• DATA FOR THIS TASK:
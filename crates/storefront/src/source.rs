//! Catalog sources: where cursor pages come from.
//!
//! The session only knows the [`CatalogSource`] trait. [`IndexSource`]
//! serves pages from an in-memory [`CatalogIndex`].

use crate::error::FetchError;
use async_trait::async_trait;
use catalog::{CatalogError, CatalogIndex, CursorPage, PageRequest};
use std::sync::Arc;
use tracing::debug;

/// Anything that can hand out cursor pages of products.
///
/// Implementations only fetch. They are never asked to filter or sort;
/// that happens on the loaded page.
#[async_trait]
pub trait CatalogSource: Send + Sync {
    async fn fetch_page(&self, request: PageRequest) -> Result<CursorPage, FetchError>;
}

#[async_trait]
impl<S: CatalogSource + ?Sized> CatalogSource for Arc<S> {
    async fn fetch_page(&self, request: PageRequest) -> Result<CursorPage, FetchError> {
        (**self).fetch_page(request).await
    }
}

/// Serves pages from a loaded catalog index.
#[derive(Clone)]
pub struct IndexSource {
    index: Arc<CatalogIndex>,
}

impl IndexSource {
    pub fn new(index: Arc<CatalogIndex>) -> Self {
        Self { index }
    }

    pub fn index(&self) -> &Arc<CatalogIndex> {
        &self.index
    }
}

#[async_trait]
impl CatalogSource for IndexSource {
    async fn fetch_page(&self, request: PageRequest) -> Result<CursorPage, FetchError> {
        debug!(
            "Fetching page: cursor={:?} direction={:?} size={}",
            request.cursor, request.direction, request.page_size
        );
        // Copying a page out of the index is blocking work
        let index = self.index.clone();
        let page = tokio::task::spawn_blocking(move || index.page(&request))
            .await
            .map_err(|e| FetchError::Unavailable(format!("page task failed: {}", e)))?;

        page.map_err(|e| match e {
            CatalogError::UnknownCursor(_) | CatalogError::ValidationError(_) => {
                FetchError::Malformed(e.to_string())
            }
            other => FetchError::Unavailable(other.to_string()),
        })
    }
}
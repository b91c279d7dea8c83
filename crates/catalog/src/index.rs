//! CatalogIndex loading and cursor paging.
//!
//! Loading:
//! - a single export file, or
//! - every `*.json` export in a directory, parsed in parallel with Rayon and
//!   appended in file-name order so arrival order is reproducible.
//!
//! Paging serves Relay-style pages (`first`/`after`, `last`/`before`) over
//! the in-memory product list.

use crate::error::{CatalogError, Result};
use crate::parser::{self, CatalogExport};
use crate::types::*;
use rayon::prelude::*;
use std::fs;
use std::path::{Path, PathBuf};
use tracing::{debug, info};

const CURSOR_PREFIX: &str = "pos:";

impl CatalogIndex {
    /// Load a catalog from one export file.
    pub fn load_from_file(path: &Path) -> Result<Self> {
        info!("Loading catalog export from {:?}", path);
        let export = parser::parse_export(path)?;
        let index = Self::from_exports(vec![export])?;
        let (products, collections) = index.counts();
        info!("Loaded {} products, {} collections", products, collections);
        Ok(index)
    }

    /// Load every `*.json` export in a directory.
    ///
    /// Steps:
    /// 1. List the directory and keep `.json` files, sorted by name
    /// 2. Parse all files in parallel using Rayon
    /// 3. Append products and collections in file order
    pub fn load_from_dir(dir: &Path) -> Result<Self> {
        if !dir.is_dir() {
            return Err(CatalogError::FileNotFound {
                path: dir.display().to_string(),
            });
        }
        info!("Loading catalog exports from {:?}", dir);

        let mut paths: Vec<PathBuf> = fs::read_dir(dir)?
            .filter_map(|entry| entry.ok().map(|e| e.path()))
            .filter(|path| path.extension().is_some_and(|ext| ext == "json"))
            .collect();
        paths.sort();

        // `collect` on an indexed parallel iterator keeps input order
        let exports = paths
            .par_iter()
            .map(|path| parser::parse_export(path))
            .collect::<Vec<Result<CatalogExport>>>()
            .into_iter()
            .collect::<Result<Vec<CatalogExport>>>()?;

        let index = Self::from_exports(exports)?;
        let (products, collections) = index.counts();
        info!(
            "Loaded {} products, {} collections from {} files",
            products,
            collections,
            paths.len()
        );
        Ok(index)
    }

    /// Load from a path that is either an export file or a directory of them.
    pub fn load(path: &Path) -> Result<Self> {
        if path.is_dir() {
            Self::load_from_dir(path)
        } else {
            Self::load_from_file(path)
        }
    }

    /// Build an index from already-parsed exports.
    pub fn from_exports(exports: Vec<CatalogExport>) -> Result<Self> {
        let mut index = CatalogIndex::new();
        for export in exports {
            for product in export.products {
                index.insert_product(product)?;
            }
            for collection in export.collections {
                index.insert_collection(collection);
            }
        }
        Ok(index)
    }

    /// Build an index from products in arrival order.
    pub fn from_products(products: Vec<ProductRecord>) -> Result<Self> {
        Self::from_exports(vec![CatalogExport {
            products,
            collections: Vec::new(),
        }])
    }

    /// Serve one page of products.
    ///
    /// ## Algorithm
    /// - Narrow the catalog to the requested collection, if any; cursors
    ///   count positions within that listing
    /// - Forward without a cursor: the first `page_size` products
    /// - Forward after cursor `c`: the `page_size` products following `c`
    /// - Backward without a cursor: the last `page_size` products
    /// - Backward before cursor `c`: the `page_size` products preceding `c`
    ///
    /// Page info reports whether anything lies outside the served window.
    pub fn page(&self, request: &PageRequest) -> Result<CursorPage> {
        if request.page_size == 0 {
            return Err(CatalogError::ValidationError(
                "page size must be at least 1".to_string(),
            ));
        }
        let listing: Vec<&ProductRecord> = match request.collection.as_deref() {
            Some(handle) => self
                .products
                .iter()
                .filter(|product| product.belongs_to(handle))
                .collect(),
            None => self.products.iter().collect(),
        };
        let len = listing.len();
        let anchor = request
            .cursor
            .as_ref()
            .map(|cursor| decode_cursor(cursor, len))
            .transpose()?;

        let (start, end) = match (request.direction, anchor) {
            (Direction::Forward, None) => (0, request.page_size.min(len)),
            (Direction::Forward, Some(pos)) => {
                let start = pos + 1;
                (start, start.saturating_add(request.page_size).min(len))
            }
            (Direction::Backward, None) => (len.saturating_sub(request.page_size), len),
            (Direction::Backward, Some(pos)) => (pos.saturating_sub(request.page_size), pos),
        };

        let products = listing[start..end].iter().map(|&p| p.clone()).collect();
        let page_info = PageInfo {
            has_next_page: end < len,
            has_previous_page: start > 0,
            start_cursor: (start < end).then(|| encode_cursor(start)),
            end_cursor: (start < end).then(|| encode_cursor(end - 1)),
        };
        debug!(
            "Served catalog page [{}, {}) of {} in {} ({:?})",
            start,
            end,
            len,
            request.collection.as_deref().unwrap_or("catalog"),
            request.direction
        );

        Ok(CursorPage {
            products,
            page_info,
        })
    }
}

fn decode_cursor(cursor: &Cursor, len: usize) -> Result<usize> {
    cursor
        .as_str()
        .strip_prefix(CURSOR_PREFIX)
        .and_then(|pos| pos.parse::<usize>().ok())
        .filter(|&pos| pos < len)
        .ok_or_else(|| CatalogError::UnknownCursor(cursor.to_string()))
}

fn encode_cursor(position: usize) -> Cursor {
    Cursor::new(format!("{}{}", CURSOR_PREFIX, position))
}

• EXERCISE INSTRUCTIONS: This calls for repeating all of the records, character for character.

• EXERCISE SOLUTION:
filename crates/storefront/src/source.rs
//! Catalog sources: where cursor pages come from.
//!
//! The session only knows the [`CatalogSource`] trait. [`IndexSource`]
//! serves pages from an in-memory [`CatalogIndex`].

use crate::error::FetchError;
use async_trait::async_trait;
use catalog::{CatalogError, CatalogIndex, CursorPage, PageRequest};
use std::sync::Arc;
use tracing::debug;

/// Anything that can hand out cursor pages of products.
///
/// Implementations only fetch. They are never asked to filter or sort;
/// that happens on the loaded page.
#[async_trait]
pub trait CatalogSource: Send + Sync {
    async fn fetch_page(&self, request: PageRequest) -> Result<CursorPage, FetchError>;
}

#[async_trait]
impl<S: CatalogSource + ?Sized> CatalogSource for Arc<S> {
    async fn fetch_page(&self, request: PageRequest) -> Result<CursorPage, FetchError> {
        (**self).fetch_page(request).await
    }
}

/// Serves pages from a loaded catalog index.
#[derive(Clone)]
pub struct IndexSource {
    index: Arc<CatalogIndex>,
}

impl IndexSource {
    pub fn new(index: Arc<CatalogIndex>) -> Self {
        Self { index }
    }

    pub fn index(&self) -> &Arc<CatalogIndex> {
        &self.index
    }
}

#[async_trait]
impl CatalogSource for IndexSource {
    async fn fetch_page(&self, request: PageRequest) -> Result<CursorPage, FetchError> {
        debug!(
            "Fetching page: cursor={:?} direction={:?} size={}",
            request.cursor, request.direction, request.page_size
        );
        // Copying a page out of the index is blocking work
        let index = self.index.clone();
        let page = tokio::task::spawn_blocking(move || index.page(&request))
            .await
            .map_err(|e| FetchError::Unavailable(format!("page task failed: {}", e)))?;

        page.map_err(|e| match e {
            CatalogError::UnknownCursor(_) | CatalogError::ValidationError(_) => {
                FetchError::Malformed(e.to_string())
            }
            other => FetchError::Unavailable(other.to_string()),
        })
    }
}
repository b91c279d7dea8c83
filename crates/catalog/src/index.rs
//! CatalogIndex loading and cursor paging.
//!
//! Loading:
//! - a single export file, or
//! - every `*.json` export in a directory, parsed in parallel with Rayon and
//!   appended in file-name order so arrival order is reproducible.
//!
//! Paging serves Relay-style pages (`first`/`after`, `last`/`before`) over
//! the in-memory product list.

use crate::error::{CatalogError, Result};
use crate::parser::{self, CatalogExport};
use crate::types::*;
use rayon::prelude::*;
use std::fs;
use std::path::{Path, PathBuf};
use tracing::{debug, info};

const CURSOR_PREFIX: &str = "pos:";

impl CatalogIndex {
    /// Load a catalog from one export file.
    pub fn load_from_file(path: &Path) -> Result<Self> {
        info!("Loading catalog export from {:?}", path);
        let export = parser::parse_export(path)?;
        let index = Self::from_exports(vec![export])?;
        let (products, collections) = index.counts();
        info!("Loaded {} products, {} collections", products, collections);
        Ok(index)
    }

    /// Load every `*.json` export in a directory.
    ///
    /// Steps:
    /// 1. List the directory and keep `.json` files, sorted by name
    /// 2. Parse all files in parallel using Rayon
    /// 3. Append products and collections in file order
    pub fn load_from_dir(dir: &Path) -> Result<Self> {
        if !dir.is_dir() {
            return Err(CatalogError::FileNotFound {
                path: dir.display().to_string(),
            });
        }
        info!("Loading catalog exports from {:?}", dir);

        let mut paths: Vec<PathBuf> = fs::read_dir(dir)?
            .filter_map(|entry| entry.ok().map(|e| e.path()))
            .filter(|path| path.extension().is_some_and(|ext| ext == "json"))
            .collect();
        paths.sort();

        // `collect` on an indexed parallel iterator keeps input order
        let exports = paths
            .par_iter()
            .map(|path| parser::parse_export(path))
            .collect::<Vec<Result<CatalogExport>>>()
            .into_iter()
            .collect::<Result<Vec<CatalogExport>>>()?;

        let index = Self::from_exports(exports)?;
        let (products, collections) = index.counts();
        info!(
            "Loaded {} products, {} collections from {} files",
            products,
            collections,
            paths.len()
        );
        Ok(index)
    }

    /// Load from a path that is either an export file or a directory of them.
    pub fn load(path: &Path) -> Result<Self> {
        if path.is_dir() {
            Self::load_from_dir(path)
        } else {
            Self::load_from_file(path)
        }
    }

    /// Build an index from already-parsed exports.
    pub fn from_exports(exports: Vec<CatalogExport>) -> Result<Self> {
        let mut index = CatalogIndex::new();
        for export in exports {
            for product in export.products {
                index.insert_product(product)?;
            }
            for collection in export.collections {
                index.insert_collection(collection);
            }
        }
        Ok(index)
    }

    /// Build an index from products in arrival order.
    pub fn from_products(products: Vec<ProductRecord>) -> Result<Self> {
        Self::from_exports(vec![CatalogExport {
            products,
            collections: Vec::new(),
        }])
    }

    /// Serve one page of products.
    ///
    /// ## Algorithm
    /// - Narrow the catalog to the requested collection, if any; cursors
    ///   count positions within that listing
    /// - Forward without a cursor: the first `page_size` products
    /// - Forward after cursor `c`: the `page_size` products following `c`
    /// - Backward without a cursor: the last `page_size` products
    /// - Backward before cursor `c`: the `page_size` products preceding `c`
    ///
    /// Page info reports whether anything lies outside the served window.
    pub fn page(&self, request: &PageRequest) -> Result<CursorPage> {
        if request.page_size == 0 {
            return Err(CatalogError::ValidationError(
                "page size must be at least 1".to_string(),
            ));
        }
        let listing: Vec<&ProductRecord> = match request.collection.as_deref() {
            Some(handle) => self
                .products
                .iter()
                .filter(|product| product.belongs_to(handle))
                .collect(),
            None => self.products.iter().collect(),
        };
        let len = listing.len();
        let anchor = request
            .cursor
            .as_ref()
            .map(|cursor| decode_cursor(cursor, len))
            .transpose()?;

        let (start, end) = match (request.direction, anchor) {
            (Direction::Forward, None) => (0, request.page_size.min(len)),
            (Direction::Forward, Some(pos)) => {
                let start = pos + 1;
                (start, start.saturating_add(request.page_size).min(len))
            }
            (Direction::Backward, None) => (len.saturating_sub(request.page_size), len),
            (Direction::Backward, Some(pos)) => (pos.saturating_sub(request.page_size), pos),
        };

        let products = listing[start..end].iter().map(|&p| p.clone()).collect();
        let page_info = PageInfo {
            has_next_page: end < len,
            has_previous_page: start > 0,
            start_cursor: (start < end).then(|| encode_cursor(start)),
            end_cursor: (start < end).then(|| encode_cursor(end - 1)),
        };
        debug!(
            "Served catalog page [{}, {}) of {} in {} ({:?})",
            start,
            end,
            len,
            request.collection.as_deref().unwrap_or("catalog"),
            request.direction
        );

        Ok(CursorPage {
            products,
            page_info,
        })
    }
}

fn decode_cursor(cursor: &Cursor, len: usize) -> Result<usize> {
    cursor
        .as_str()
        .strip_prefix(CURSOR_PREFIX)
        .and_then(|pos| pos.parse::<usize>().ok())
        .filter(|&pos| pos < len)
        .ok_or_else(|| CatalogError::UnknownCursor(cursor.to_string()))
}

fn encode_cursor(position: usize) -> Cursor {
    Cursor::new(format!("{}{}", CURSOR_PREFIX, position))
}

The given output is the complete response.